Quentin Kidd, professor of political science at Christopher Newport University, said, “In order to build a legislative research arm that would be robust enough to get lawmakers what they need you would have to rebalance the entire relationship between the legislative and executive branches of government. It goes to a larger question about what kind of state government we envision through our constitution.”

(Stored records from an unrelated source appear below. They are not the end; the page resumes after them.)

//! `zoco orders list` and `zoco dashboard`

use zoco_storefront::services::Api;

use super::print_json;

/// Print recent orders.
///
/// # Errors
///
/// Returns an error if output fails.
pub fn list(api: &Api) -> Result<(), Box<dyn std::error::Error>> {
    print_json(&api.orders().list())
}

/// Print dashboard figures.
///
/// # Errors
///
/// Returns an error if output fails.
pub async fn dashboard(api: &Api) -> Result<(), Box<dyn std::error::Error>> {
    print_json(&api.orders().dashboard().await)
}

One facet of Virginia’s constitution that irks some political activists of all stripes is single-term limit for governors. Yet during such brief tenures, Kidd said governors have “enormous power” to shape energy and other public policies through roughly 3,000 appointments they can make. He is quick to note if voters don’t like the current occupant of the statehouse, they only have to wait until the next gubernatorial election to back a different candidate.
‘Captured’ by industry?
In her book, Thomson cites two examples of cases where she says the Air Resources Board overcame stiff resistance to tougher regulations – not just from the companies affected but also from the executive and legislative branches.

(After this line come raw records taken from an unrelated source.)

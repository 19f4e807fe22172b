//! Catalog products.
//!
//! Products are read-only from the storefront's point of view; new ones are
//! only created through the admin surface via [`NewProduct`].

use std::collections::BTreeMap;

use serde::{Deserialize, Serialize};

use super::cart::CartItem;
use super::id::ProductId;
use super::price::Price;

/// Sizes offered by products created from the admin form.
pub const DEFAULT_SIZES: [&str; 4] = ["S", "M", "L", "XL"];

/// Units stocked per size for products created from the admin form.
pub const DEFAULT_STOCK_PER_SIZE: u32 = 10;

/// A catalog entry.
#[derive(Debug, Clone, PartialEq, Eq, Serialize, Deserialize)]
#[serde(rename_all = "camelCase")]
pub struct Product {
    pub id: ProductId,
    pub name: String,
    pub slug: String,
    pub description: String,
    pub price: Price,
    #[serde(default, skip_serializing_if = "Option::is_none")]
    pub compare_at_price: Option<Price>,
    pub category: String,
    #[serde(default)]
    pub images: Vec<String>,
    #[serde(default)]
    pub sizes: Vec<String>,
    #[serde(default)]
    pub featured: bool,
    #[serde(default)]
    pub stock_by_size: BTreeMap<String, u32>,
}

impl Product {
    /// Units in stock for a size (0 for unknown sizes).
    #[must_use]
    pub fn stock_for(&self, size: &str) -> u32 {
        self.stock_by_size.get(size).copied().unwrap_or(0)
    }

    /// Total units in stock across all sizes.
    #[must_use]
    pub fn total_stock(&self) -> u32 {
        self.stock_by_size.values().sum()
    }

    /// Whether the product has a struck-through "compare at" price above its
    /// current price.
    #[must_use]
    pub fn is_on_sale(&self) -> bool {
        self.compare_at_price.is_some_and(|compare| compare > self.price)
    }

    /// The first image, used as the cart thumbnail.
    #[must_use]
    pub fn primary_image(&self) -> Option<&str> {
        self.images.first().map(String::as_str)
    }

    /// Build a cart line for this product in the given size.
    ///
    /// Returns `None` if the product is not offered in `size` or `quantity`
    /// is zero.
    #[must_use]
    pub fn to_cart_item(&self, size: &str, quantity: u32) -> Option<CartItem> {
        if quantity == 0 || !self.sizes.iter().any(|s| s == size) {
            return None;
        }
        Some(CartItem {
            product_id: self.id.clone(),
            name: self.name.clone(),
            price: self.price,
            image: self.primary_image().unwrap_or_default().to_string(),
            size: size.to_string(),
            quantity,
        })
    }
}

/// A product before it has been assigned an id.
#[derive(Debug, Clone, PartialEq, Eq, Serialize, Deserialize)]
#[serde(rename_all = "camelCase")]
pub struct NewProduct {
    pub name: String,
    pub slug: String,
    pub description: String,
    pub price: Price,
    #[serde(default, skip_serializing_if = "Option::is_none")]
    pub compare_at_price: Option<Price>,
    pub category: String,
    #[serde(default)]
    pub images: Vec<String>,
    #[serde(default)]
    pub sizes: Vec<String>,
    #[serde(default)]
    pub featured: bool,
    #[serde(default)]
    pub stock_by_size: BTreeMap<String, u32>,
}

impl NewProduct {
    /// Build a product the way the admin "add product" form does: the slug
    /// is derived from the name, sizes `S`..`XL` are each stocked with 10
    /// units, and the product is featured.
    #[must_use]
    pub fn from_admin_form(
        name: &str,
        price: Price,
        category: &str,
        description: &str,
        image_url: String,
    ) -> Self {
        let sizes: Vec<String> = DEFAULT_SIZES.iter().map(ToString::to_string).collect();
        let stock_by_size = sizes
            .iter()
            .map(|size| (size.clone(), DEFAULT_STOCK_PER_SIZE))
            .collect();

        Self {
            name: name.to_string(),
            slug: slugify(name),
            description: description.to_string(),
            price,
            compare_at_price: None,
            category: category.to_string(),
            images: vec![image_url],
            sizes,
            featured: true,
            stock_by_size,
        }
    }

    /// Attach an id, producing a full catalog entry.
    #[must_use]
    pub fn with_id(self, id: ProductId) -> Product {
        Product {
            id,
            name: self.name,
            slug: self.slug,
            description: self.description,
            price: self.price,
            compare_at_price: self.compare_at_price,
            category: self.category,
            images: self.images,
            sizes: self.sizes,
            featured: self.featured,
            stock_by_size: self.stock_by_size,
        }
    }
}

/// Derive a URL slug: lowercase, with each space replaced by `-`.
#[must_use]
pub fn slugify(name: &str) -> String {
    name.to_lowercase().replace(' ', "-")
}

/// Shop page filters.
///
/// Every bound is optional and inclusive; `category` matches the product's
/// category name exactly.
#[derive(Debug, Clone, Default, PartialEq, Eq, Deserialize)]
pub struct ProductFilter {
    #[serde(default)]
    pub category: Option<String>,
    #[serde(default)]
    pub min_price: Option<Price>,
    #[serde(default)]
    pub max_price: Option<Price>,
}

impl ProductFilter {
    /// Whether a product passes every set filter.
    #[must_use]
    pub fn matches(&self, product: &Product) -> bool {
        let category_match = self
            .category
            .as_deref()
            .is_none_or(|category| product.category == category);
        let min_match = self.min_price.is_none_or(|min| product.price >= min);
        let max_match = self.max_price.is_none_or(|max| product.price <= max);
        category_match && min_match && max_match
    }

    /// Keep the products that pass, preserving order.
    #[must_use]
    pub fn apply(&self, products: Vec<Product>) -> Vec<Product> {
        products.into_iter().filter(|p| self.matches(p)).collect()
    }
}

#[cfg(test)]
#[allow(clippy::unwrap_used)]
mod tests {
    use super::*;

    fn tee() -> Product {
        NewProduct::from_admin_form(
            "Classic White Tee",
            Price::from_cents(2999),
            "T-Shirts",
            "Premium cotton",
            "https://img/1.jpg".to_string(),
        )
        .with_id(ProductId::new("1"))
    }

    #[test]
    fn test_admin_form_defaults() {
        let product = tee();
        assert_eq!(product.slug, "classic-white-tee");
        assert_eq!(product.sizes, vec!["S", "M", "L", "XL"]);
        assert_eq!(product.stock_for("M"), 10);
        assert_eq!(product.total_stock(), 40);
        assert!(product.featured);
    }

    #[test]
    fn test_to_cart_item_requires_offered_size() {
        let product = tee();
        let item = product.to_cart_item("L", 2).unwrap();
        assert_eq!(item.product_id, product.id);
        assert_eq!(item.image, "https://img/1.jpg");
        assert_eq!(item.quantity, 2);

        assert!(product.to_cart_item("XXL", 1).is_none());
        assert!(product.to_cart_item("L", 0).is_none());
    }

    #[test]
    fn test_on_sale() {
        let mut product = tee();
        assert!(!product.is_on_sale());
        product.compare_at_price = Some(Price::from_cents(3999));
        assert!(product.is_on_sale());
    }

    #[test]
    fn test_filter_category_and_price() {
        let mut hoodie = tee();
        hoodie.category = "Hoodies".to_string();
        hoodie.price = Price::from_cents(5999);

        let filter = ProductFilter {
            category: Some("Hoodies".to_string()),
            max_price: Some(Price::from_cents(6000)),
            ..ProductFilter::default()
        };
        assert!(filter.matches(&hoodie));
        assert!(!filter.matches(&tee()));

        let cheap = ProductFilter {
            max_price: Some(Price::from_cents(5999)),
            ..ProductFilter::default()
        };
        assert!(cheap.matches(&hoodie), "max bound is inclusive");
    }

    #[test]
    fn test_product_wire_format_is_camel_case() {
        let json = serde_json::to_value(tee()).unwrap();
        assert_eq!(json["stockBySize"]["S"], 10);
        assert_eq!(json["price"], 29.99);
        assert!(json.get("compareAtPrice").is_none());
    }
}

In one instance, a private coal-fired power plant then-owned by Mirant Corp. wanted to avoid the Air Board’s recommended emission limits, despite its location adjacent to numerous apartment buildings and close proximity to historic Old Town Alexandria. The board’s limits were supported by local citizens, the City of Alexandria’s staff, outside legal counsel and local officials. The limits were upheld in court.
In a separate action, then-Gov. Tim Kaine’s administration and the General Assembly rushed to constrain the board’s regulatory options by adopting legislation that prevented the Air Board from even considering what Thomson said was a “reasonably strict” approach for limiting mercury emissions that many other states were adopting. The mercury option embraced by the General Assembly was eventually found to be illegal under the Clean Air Act.
The plant was shut down in 2012.
The other example involved a new power plant in southwest Virginia developed by Dominion Energy. Dominion was not willing to adopt “appropriately stringent limits without the extra scrutiny exercised by the board” Thomson said. She recalled one board member observing that Dominion proposed using such low-quality coal they “may as well have been burning dirt.”
“In the end,” Thomson said, “the board adopted and Dominion accepted, limits that were 82 percent and 94 percent lower for sulfur dioxide and mercury, respectively, than in DEQ’s original draft permits.”
When Dominion balked at challenging the permits in court, Thomson said that indicated “company officials knew they could achieve much more by way of emission reductions than they had indicated to DEQ staffers.”
Each of these examples reflect how the agency that is supposed to regulate a business interest is “captured” by that company or industry, said Jaffe. “The agencies become so cozy with the industries they are regulating that they begin to see the regulated industry as their customer rather than the citizenry or public interest,” Jaffe said.
Thomson is quick to acknowledge that companies are in business to make money: “They are not in business to protect the public interest.” But, she said, “politicians are supposed to guard the public good. So the question is, why haven’t our state politicians adopted laws and regulations that force Dominion (and other corporations) to consider the public interest appropriately?”
Thomson acknowledges the culture and traditions of politics and business in Virginia are so deeply embedded, current practices are not likely to change anytime soon. “Why not look to other states for good examples of how that can happen?” she said.
“It’s a slightly dysfunctional structure, but it is what it is,” Kidd added.